Israeli firm SolarEdge expects to raise $100m through IPO in 2015

9 September 2014 (Last Updated September 9th, 2014 18:30)

Israeli-based photovoltaics company SolarEdge Technologies intends to raise over $100m through an initial public offering in 2015.

Israeli-based photovoltaics company SolarEdge Technologies intends to raise more than $100m through an initial public offering in 2015.

If the company goes ahead with its plan, it will be the latest to join a list of Israeli firms listing in the US.

The company intends to list in the third quarter of 2015 and is currently holding negotiations with financial institutions, reports Bloomberg, citing people familiar with the matter.

As per the data compiled by Bloomberg since the beginning of 2014, six Israeli firms sought listing in the US.

Currently, around four more IPO plans are pending; so far, Israeli firm Mobileye NV's $1bn IPO in July has been the biggest in the US.

In a telephone interview with the publication, SolarEdge chief financial officer Ronen Faier said, "We have all intentions to become one of the largest players in the market and doing that in this market requires a lot of money."

Faier, however, did not divulge any details regarding the IPO plans.

"The company so far has sold more than two million power optimisers to more than 45 countries across the world."

"It's very hard to grow a large company on private money," Faier added.

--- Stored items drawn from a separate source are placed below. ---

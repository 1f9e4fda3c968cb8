use criterion::{black_box, criterion_group, criterion_main, Criterion};
use lean_bindgen::input::{FunctionDecl, NativeKind, ParamDecl, PointeeDesc, TypeDesc, TypedefDecl};
use lean_bindgen::{Bindgen, BindgenConfig, HeaderDecls};

/// A header with `n` handle functions over one opaque struct
fn synthetic_header(n: usize) -> HeaderDecls {
    let handle = TypeDesc::pointer(
        "db_conn *",
        PointeeDesc {
            spelling: "db_conn".into(),
            kind: NativeKind::Record,
            is_const: false,
        },
    );
    let string = TypeDesc::pointer(
        "const char *",
        PointeeDesc {
            spelling: "const char".into(),
            kind: NativeKind::CharS,
            is_const: true,
        },
    );
    let functions = (0..n)
        .map(|i| FunctionDecl {
            name: format!("db_op_{}", i),
            return_type: TypeDesc::new(NativeKind::Int, "int"),
            params: vec![
                ParamDecl {
                    name: Some("conn".into()),
                    ty: handle.clone(),
                },
                ParamDecl {
                    name: Some("arg".into()),
                    ty: string.clone(),
                },
            ],
            source_location: None,
            comment: None,
        })
        .collect();
    HeaderDecls {
        functions,
        typedefs: vec![TypedefDecl {
            name: "db_conn".into(),
            underlying: "struct db_conn".into(),
            underlying_kind: NativeKind::Record,
            is_struct: true,
        }],
    }
}

fn pipeline_benchmark(c: &mut Criterion) {
    let bindgen = Bindgen::new(BindgenConfig::new("Bench", "bench", "bench.h").unwrap()).unwrap();
    let small = synthetic_header(10);
    let large = synthetic_header(1000);

    c.bench_function("bindgen 10 functions", |b| {
        b.iter(|| bindgen.run(black_box(&small)).unwrap())
    });

    c.bench_function("bindgen 1000 functions", |b| {
        b.iter(|| bindgen.run(black_box(&large)).unwrap())
    });
}

criterion_group!(benches, pipeline_benchmark);
criterion_main!(benches);
/// Converts the declaration list to IR.
///
/// All mutable state (caches, opaque names) lives in the builder, so separate
/// headers use separate builders and share nothing.
pub struct IrBuilder {
    ctx: IRContext,
    type_cache: Interner<(NativeKind, String), TypeId>,
    opaque_cache: Interner<String, TypeId>,
    opaque_names: BTreeSet<String>,
    scalar_typedefs: HashMap<String, TypedefDecl>,
    alias_stack: Vec<String>,
    skipped: Vec<SkippedFunction>,
}

impl IrBuilder {
    /// Create a builder with an empty context
    pub fn new(config: BindgenConfig) -> Self {
        Self {
            ctx: IRContext::new(config),
            type_cache: Interner::new(),
            opaque_cache: Interner::new(),
            opaque_names: BTreeSet::new(),
            scalar_typedefs: HashMap::new(),
            alias_stack: Vec::new(),
            skipped: Vec::new(),
        }
    }

    /// Build the complete IR for one header
    pub fn build(mut self, decls: &HeaderDecls) -> Result<BuiltIr> {
        self.register_typedefs(&decls.typedefs);
        tracing::debug!(
            "Registered {} opaque name(s), {} scalar typedef(s)",
            self.opaque_names.len(),
            self.scalar_typedefs.len()
        );

        for func in &decls.functions {
            self.lower_function(func)?;
        }
        tracing::debug!(
            "Built IR with {} type(s), {} function(s)",
            self.ctx.type_count(),
            self.ctx.function_count()
        );

        Ok(BuiltIr {
            ctx: self.ctx,
            skipped: self.skipped,
            total_functions: decls.functions.len(),
        })
    }

    /// Pass 1
    fn register_typedefs(&mut self, typedefs: &[TypedefDecl]) {
        for typedef in typedefs {
            if typedef.is_struct || typedef.underlying_kind == NativeKind::Record {
                self.opaque_names.insert(typedef.name.clone());
                self.opaque_names
                    .insert(struct_name(&typedef.underlying).to_string());
            } else if scalar_shape(&typedef.underlying_kind).is_some()
                && typedef.name != typedef.underlying
            {
                self.scalar_typedefs
                    .entry(typedef.name.clone())
                    .or_insert_with(|| typedef.clone());
            }
        }
    }

    /// Pass 2, one function
    fn lower_function(&mut self, decl: &FunctionDecl) -> Result<Option<FunctionId>> {
        let return_type = match self.convert(&decl.return_type)? {
            Ok(id) => id,
            Err(reason) => {
                self.skip(decl, RejectedAt::Return, reason);
                return Ok(None);
            }
        };

        let mut params = Vec::with_capacity(decl.params.len());
        for (param, name) in decl.params.iter().zip(param_names(&decl.params)) {
            match self.convert(&param.ty)? {
                Ok(type_id) => params.push(Param { name, type_id }),
                Err(reason) => {
                    self.skip(decl, RejectedAt::Param(name), reason);
                    return Ok(None);
                }
            }
        }

        let id = self.ctx.add_function(Function {
            id: FunctionId::from_index(0),
            c_name: decl.name.clone(),
            return_type,
            params,
            is_variadic: false,
            source_location: decl.source_location.clone(),
            comment: decl.comment.clone(),
        })?;
        self.ctx
            .add_item(ItemData::Function(id), decl.name.clone(), decl.comment.clone(), true)?;
        Ok(Some(id))
    }

    fn skip(&mut self, decl: &FunctionDecl, at: RejectedAt, reason: Rejection) {
        let skipped = SkippedFunction {
            name: decl.name.clone(),
            stage: SkipStage::Lowering,
            at,
            reason,
        };
        tracing::debug!("Lowering dropped: {}", skipped);
        self.skipped.push(skipped);
    }

    /// Convert one front-end type to IR.
    ///
    /// `Ok(Err(_))` is an unsupported type; `Err(_)` is an IR invariant failure.
    pub fn convert(&mut self, desc: &TypeDesc) -> Result<Lowered<TypeId>> {
        let key = (desc.kind.clone(), desc.spelling.clone());
        if let Some(id) = self.type_cache.get(&key) {
            return Ok(Ok(id));
        }

        if desc.kind == NativeKind::Pointer {
            return self.convert_pointer(desc, key);
        }

        let Some(shape) = scalar_shape(&desc.kind) else {
            return Ok(Err(Rejection::UnsupportedKind {
                spelling: desc.spelling.clone(),
                kind: desc.kind.to_string(),
            }));
        };

        let id = match self.scalar_typedefs.get(&desc.spelling).cloned() {
            Some(typedef) => match self.convert_alias(desc, &typedef)? {
                Ok(id) => id,
                Err(reason) => return Ok(Err(reason)),
            },
            None => self.ctx.add_type(shape, desc.spelling.clone(), None, None)?,
        };
        Ok(Ok(self.type_cache.insert(key, id)))
    }

    fn convert_alias(&mut self, desc: &TypeDesc, typedef: &TypedefDecl) -> Result<Lowered<TypeId>> {
        if self.alias_stack.contains(&typedef.name) {
            return Ok(Err(Rejection::AliasCycle {
                name: typedef.name.clone(),
            }));
        }

        self.alias_stack.push(typedef.name.clone());
        let target = self.convert(&TypeDesc::new(desc.kind.clone(), typedef.underlying.clone()));
        self.alias_stack.pop();
        let target = match target? {
            Ok(id) => id,
            Err(reason) => return Ok(Err(reason)),
        };

        let id = self.ctx.add_type(
            TypeKind::Alias {
                name: typedef.name.clone(),
                target,
            },
            desc.spelling.clone(),
            Some(target),
            None,
        )?;
        Ok(Ok(id))
    }

    fn convert_pointer(
        &mut self,
        desc: &TypeDesc,
        key: (NativeKind, String),
    ) -> Result<Lowered<TypeId>> {
        let Some(pointee) = desc.pointee.as_ref() else {
            return Ok(Err(Rejection::MissingPointee {
                spelling: desc.spelling.clone(),
            }));
        };

        let classification = match self.classify_pointer(&desc.spelling, pointee) {
            Ok(classification) => classification,
            Err(reason) => return Ok(Err(reason)),
        };

        let pointee_id = match classification {
            PointerKind::Opaque => self.opaque_placeholder(struct_name(&pointee.spelling))?,
            _ => match self.convert(&TypeDesc::new(pointee.kind.clone(), pointee.spelling.clone()))? {
                Ok(id) => id,
                Err(reason) => return Ok(Err(reason)),
            },
        };

        let id = self.ctx.add_type(
            TypeKind::Pointer {
                pointee: pointee_id,
                classification,
                is_const: pointee.is_const,
            },
            desc.spelling.clone(),
            None,
            None,
        )?;
        Ok(Ok(self.type_cache.insert(key, id)))
    }

    /// Decide what a pointer means. Anything not recognised is refused.
    fn classify_pointer(&self, spelling: &str, pointee: &PointeeDesc) -> Lowered<PointerKind> {
        let spelling = spelling.to_string();
        match &pointee.kind {
            kind if kind.is_plain_char() => {
                if pointee.is_const {
                    Ok(PointerKind::String)
                } else {
                    Err(Rejection::MutableCharPointer { spelling })
                }
            }
            NativeKind::Record => {
                let name = struct_name(&pointee.spelling);
                if self.opaque_names.contains(name) {
                    Ok(PointerKind::Opaque)
                } else {
                    Err(Rejection::UnknownStruct {
                        name: name.to_string(),
                    })
                }
            }
            NativeKind::Void => Err(Rejection::RawPointer { spelling }),
            NativeKind::FunctionProto | NativeKind::FunctionNoProto => {
                Err(Rejection::FunctionPointer { spelling })
            }
            NativeKind::Pointer => Err(Rejection::PointerToPointer { spelling }),
            _ => Err(Rejection::UnsupportedPointee { spelling }),
        }
    }

    fn opaque_placeholder(&mut self, name: &str) -> Result<TypeId> {
        let ctx = &mut self.ctx;
        self.opaque_cache.intern_with(name.to_string(), || -> Result<TypeId> {
            let id = ctx.add_type(
                TypeKind::Opaque {
                    name: name.to_string(),
                },
                name,
                None,
                None,
            )?;
            ctx.add_item(ItemData::Type(id), name, None, true)?;
            Ok(id)
        })
    }
}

In 2011, SolarEdge was successful in raising $37m through a funding round, which was led by Norwest Venture Partners.

Opus Capital Venture Partners, Walden International, Genesis Partners, and GE Energy Financial Services unit have invested in the firm.

Wind and solar power are expected to contribute one-fifth of total power generation capacity by 2030 in the US and the company plans to tap into the potential of the renewable energy sector.

In addition to the US plans, SolarEdge is planning to expand its presence in Asia.

Established in 2006, the company so far has sold more than two million power optimisers to more than 45 countries across the world.